13 de jun de 2017

Crise política afeta economia em 2018, com juros caindo menos e dólar mais alto, dizem analistas


Luiz Guilherme Gerbelli - A crise política que abala o governo Michel Temer vai afetar de maneira mais intensa o desempenho econômico do Brasil em 2018, com crescimento mais fraco do que o esperado, basicamente por causa da expectativa de dólar mais caro e queda menor dos juros.

E esse cenário, segundo analistas ouvidos pela Reuters, vai impactar praticamente todos os setores, como indústria, serviços e até investimentos, essencial para impulsionar a economia.

"O processo de recuperação da economia brasileira será lento e não ocorrerá na velocidade esperada", afirmou o pesquisador do Instituto Brasileiro de Economia, da Fundação Getúlio Vargas (Ibre/FGV), Julio Mereb, para quem o Produto Interno Bruto (PIB) vai crescer 1,8 por cento em 2018, abaixo da estimativa anterior de 2,5 por cento.

No cenário de mais pessimismo traçado pelo Ibre, no ano que vem, a expansão da indústria será de 2,4 por cento e de serviços, de 1,2 por cento. Até então, as previsões eram de crescimento de 2,8 e 1,8 por cento, respectivamente.

A crise política eclodiu em meados de maio, após Temer ser atingido pela delação de executivos do grupo J&F e que acabou levando-o a ser investigado pelo Supremo Tribunal Federal (STF) por crime, entre outros, de corrupção passiva.

A principal dúvida dos agentes econômicos é se o governo, enfraquecido politicamente, vai ter condições de levar adiante no Congresso Nacional reformas importantes, como a da Previdência, essencial para colocar as contas públicas em ordem.

De forma geral, os especialistas acreditam que a reforma previdenciária vai passar, mas atrasada e ainda mais desidratada do que a versão original do governo, o que acabará deixando para o governo que será eleito no próximo ano ajustar as contas.

"A taxa de juros também foi afetada pela crise política", acrescentou o economista da consultoria 4E Bruno Lavieri, ressaltando que reduziu a expectativa de crescimento para 2018 a 1,2 por cento, ante de 2 por cento.

Antes da crise política, Lavieri disse que estava em processo de revisão da expectativa para a Selic, acreditando que ela fecharia este ano a 7,5 por cento, mas agora mantém o cenário de 8,25 por cento.

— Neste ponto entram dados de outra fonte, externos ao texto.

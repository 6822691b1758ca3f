//! Drop-in replacement for a live match source, fed by a replay session.

use std::sync::Arc;
use std::time::Duration;

use async_trait::async_trait;
use parking_lot::RwLock;

use super::driver::{ReplaySubscriber, SubscriberFault};
use super::visible::VisibleSet;

/// Pull-style contract a display client polls for current matches.
///
/// The live implementation answers from the bracket service; the replay
/// implementation answers from simulated state. A display client can be
/// swapped between the two without knowing which it is talking to.
#[async_trait]
pub trait MatchSource: Send + Sync {
    /// The freshest known set of displayable matches.
    async fn current_matches(&self) -> VisibleSet;
}

/// Exposes a replay session's latest visible set through [`MatchSource`].
///
/// Holds only the most recent delivery (last-write-wins, no queueing),
/// so a polling consumer always sees the freshest classification. The
/// single slot is the only mutable state shared between the tick loop
/// and readers; the write is a short exclusive swap.
#[derive(Clone, Default)]
pub struct ReplayAdapter {
    latest: Arc<RwLock<VisibleSet>>,
}

impl ReplayAdapter {
    /// Creates an adapter with an empty visible set.
    pub fn new() -> ReplayAdapter {
        ReplayAdapter::default()
    }

    /// Synchronous accessor for callers outside an async context.
    pub fn latest(&self) -> VisibleSet {
        self.latest.read().clone()
    }
}

impl ReplaySubscriber for ReplayAdapter {
    fn on_tick(
        &mut self,
        visible: &VisibleSet,
        _virtual_now: Duration,
    ) -> Result<(), SubscriberFault> {
        *self.latest.write() = visible.clone();
        Ok(())
    }
}

#[async_trait]
impl MatchSource for ReplayAdapter {
    async fn current_matches(&self) -> VisibleSet {
        self.latest()
    }
}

Hoje, a Selic está em 10,25 por cento ao ano após sucessivos cortes feito pelo Banco Central desde outubro passado. Mas, justamente pelo cenário político delicado e incertezas no campo fiscal, o BC já avisou que vai reduzir o ritmo de cortes, mesmo com a inflação cada vez mais fraca e a economia patinando.

A queda dos juros, embora tenha efeito defasado na economia, é considerada fundamental para garantir crescimento de mais longo prazo ao colaborar para reduzir o custo dos empréstimos de empresas e famílias, ajudando na retomada do investimento e consumo.

DÓLAR E DESEMPREGO

A incerteza com o sucesso do governo Temer na área fiscal provocou ainda alta do dólar ante o real diante da maior percepção de risco dos investidores com a economia brasileira.

Desde a delação dos executivos da J&F, o dólar saiu do patamar de 3,10 reais para o atual de 3,30 reais, o que pode prejudicar a tendência de queda inflação e, consequentemente, obrigar o BC a ser mais duro na condução da política monetária.

"O cenário político mais conturbado deve postergar a tramitação das reformas, dificultando o reequilíbrio fiscal e consequentemente impactando a confiança dos agentes e os preços dos ativos", afirmou em nota o economista-chefe do banco Itaú Unibanco, Mario Mesquista.

Nas contas dele, o dólar deve ficar em 3,50 reais no fim de 2017 e 3,60 reais em 2018, sobre previsão anterior de 3,25 e 3,35 reais. Para o crescimento do PIB, a estimativa agora é de 0,3 por cento este ano e 2,7 por cento em 2018.

Na pesquisa Focus do BC, que ouve semanalmente uma centena de economistas, as previsões antes do estouro da crise eram de que o PIB cresceria 0,5 por cento neste ano e 2,50 por cento em 2018. Agora, as contas caíram a 0,41 por cento em 2017 e, com mais força, a 2,30 por cento no próximo ano.

"Todo esse cenário prejudica bastante o mercado de trabalho. A recuperação (do emprego) que a gente esperava para meados deste ano só deve ocorrer no segundo semestre do ano que vem", disse Mereb, do Ibre, cuja projeção é de que a taxa de desocupação vai atingir o pico no primeiro trimestre de 2018, a 14,4 por cento. Hoje, ela está em 13,6 por cento.